The family fortune had been made by Vincent’s great-grandfather, Vincent Mathew Cooper. The founder of the dynasty was a shrewd businessman, investing in real estate while establishing an import-export business, gaining notoriety by importing opium from the Far East. The second Vincent Mathew Cooper added railroads, shipping and weapons manufacturing to the portfolio, catapulting their net worth into the world of the Astors, Vanderbilts and Roosevelts.
Katrina Cooper had been born into an elite privileged class. An only child, Katrina was educated according to the rules established by an aristocratic hierarchy that had no place in a modern democratic society. Katrina had studied abroad, rubbing noses with high-born nobility, remnants from a bygone era when kings and queens governed the land. Returning home for the holidays, Katrina played her role well, being the dutiful daughter. The only thing missing was parental affection. Vincent and Ginger never displayed any emotion – that would be undignified. Whatever love passed between husband and wife remained behind bedroom doors. But Katrina found solace in the arms of her nursemaid. It was Sally who wiped Katrina’s tears, chased away monsters, and treated her cuts and bruises. Leaving Sally was difficult, but Katrina had corresponded with the woman until her recent death.
The young heiress returned home on her twenty-first birthday, but the warm welcome Katrina coveted was not forthcoming. After expressing the correct pleasantries, Katrina went to her rooms that occupied the east wing while her parents’ chambers were located in the west wing.

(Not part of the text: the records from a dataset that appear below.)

//! The cluster client boundary.
//!
//! Everything the watchers and the registry need from Kubernetes goes through
//! [`ClusterClient`]. [`KubeClusterClient`] is the production implementation
//! on top of [`kube::Client`]; tests substitute their own.

use std::future::Future;

use futures::stream::BoxStream;
use futures::{StreamExt, TryStreamExt};
use kube::api::{ListParams, WatchEvent, WatchParams};
use kube::{Api, Client};

use crate::config::Config;
use crate::error::{BoxError, Result};
use crate::resource::AddressSource;

/// A stream of native watch events for one namespace.
pub type NativeEventStream<K> = BoxStream<'static, std::result::Result<NativeEvent<K>, BoxError>>;

/// The result of a list call: the objects plus the version to resume watching from.
#[derive(Clone, Debug)]
pub struct ResourceList<K> {
    /// Resource version of the list snapshot.
    pub resource_version: String,
    /// Objects matching the list parameters.
    pub items: Vec<K>,
}

/// A raw watch event as delivered by the API server.
#[derive(Clone, Debug)]
pub enum NativeEvent<K> {
    /// An object was created.
    Added(K),
    /// An object was updated.
    Modified(K),
    /// An object was deleted.
    Deleted(K),
    /// A progress marker carrying only a resource version.
    Bookmark(String),
    /// The server reported an error inside the stream (410 means the version expired).
    Error {
        /// HTTP status code of the error.
        code: u16,
        /// Human readable description.
        message: String,
    },
}

impl<K> From<WatchEvent<K>> for NativeEvent<K> {
    fn from(event: WatchEvent<K>) -> Self {
        match event {
            WatchEvent::Added(obj) => Self::Added(obj),
            WatchEvent::Modified(obj) => Self::Modified(obj),
            WatchEvent::Deleted(obj) => Self::Deleted(obj),
            WatchEvent::Bookmark(bookmark) => Self::Bookmark(bookmark.metadata.resource_version),
            WatchEvent::Error(err) => Self::Error {
                code: err.code,
                message: err.message.clone(),
            },
        }
    }
}

/// Read-only access to the cluster state this crate observes.
pub trait ClusterClient: Send + Sync + 'static {
    /// Lists objects of kind `K` in `namespace`.
    fn list<K: AddressSource>(
        &self,
        namespace: &str,
        params: &ListParams,
    ) -> impl Future<Output = std::result::Result<ResourceList<K>, BoxError>> + Send;

    /// Fetches the object of kind `K` named `name` in `namespace`.
    fn get<K: AddressSource>(
        &self,
        namespace: &str,
        name: &str,
    ) -> impl Future<Output = std::result::Result<K, BoxError>> + Send;

    /// Opens a watch on kind `K` in `namespace`, starting after `resource_version`.
    fn watch<K: AddressSource>(
        &self,
        namespace: &str,
        params: &WatchParams,
        resource_version: &str,
    ) -> impl Future<Output = std::result::Result<NativeEventStream<K>, BoxError>> + Send;
}

/// [`ClusterClient`] backed by a [`kube::Client`].
#[derive(Clone)]
pub struct KubeClusterClient {
    client: Client,
}

impl KubeClusterClient {
    /// Wraps an existing client.
    #[must_use]
    pub fn new(client: Client) -> Self {
        Self { client }
    }

    /// Builds a client from the ambient environment (in-cluster or kubeconfig).
    ///
    /// # Errors
    ///
    /// Returns an error if no usable Kubernetes configuration is found.
    pub async fn try_default() -> Result<Self> {
        Ok(Self::new(Client::try_default().await?))
    }

    /// Builds a client from the registry configuration.
    ///
    /// # Errors
    ///
    /// Returns an error if the address is invalid or the client cannot be built.
    pub fn try_from_config(config: &Config) -> Result<Self> {
        let client = Client::try_from(config.to_kube_config()?)?;
        Ok(Self::new(client))
    }

    fn api<K: AddressSource>(&self, namespace: &str) -> Api<K> {
        Api::namespaced(self.client.clone(), namespace)
    }
}

impl ClusterClient for KubeClusterClient {
    async fn list<K: AddressSource>(
        &self,
        namespace: &str,
        params: &ListParams,
    ) -> std::result::Result<ResourceList<K>, BoxError> {
        let list = self.api::<K>(namespace).list(params).await?;
        Ok(ResourceList {
            resource_version: list.metadata.resource_version.unwrap_or_default(),
            items: list.items,
        })
    }

    async fn get<K: AddressSource>(
        &self,
        namespace: &str,
        name: &str,
    ) -> std::result::Result<K, BoxError> {
        Ok(self.api::<K>(namespace).get(name).await?)
    }

    async fn watch<K: AddressSource>(
        &self,
        namespace: &str,
        params: &WatchParams,
        resource_version: &str,
    ) -> std::result::Result<NativeEventStream<K>, BoxError> {
        let stream = self
            .api::<K>(namespace)
            .watch(params, resource_version)
            .await?;

        Ok(stream
            .map_ok(NativeEvent::from)
            .map_err(|e| Box::new(e) as BoxError)
            .boxed())
    }
}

Having studied finance, Katrina was prepared to work in an accounting firm, but her passion was creative expression. What she wanted to do was open an art studio, displaying not only her works but paintings by up and coming artists. Vincent and Ginger were not overly thrilled when Katrina broached the subject. After much discussion, Vincent acquiesced with a stipulation – the studio must be self-sufficient within two years, and the start-up funds were to be repaid. Vincent’s daughter would have to make her way in the world just as he had done and his father before him. The inheritance was as the word implied – monies received at the bequest of Vincent Cooper upon his death.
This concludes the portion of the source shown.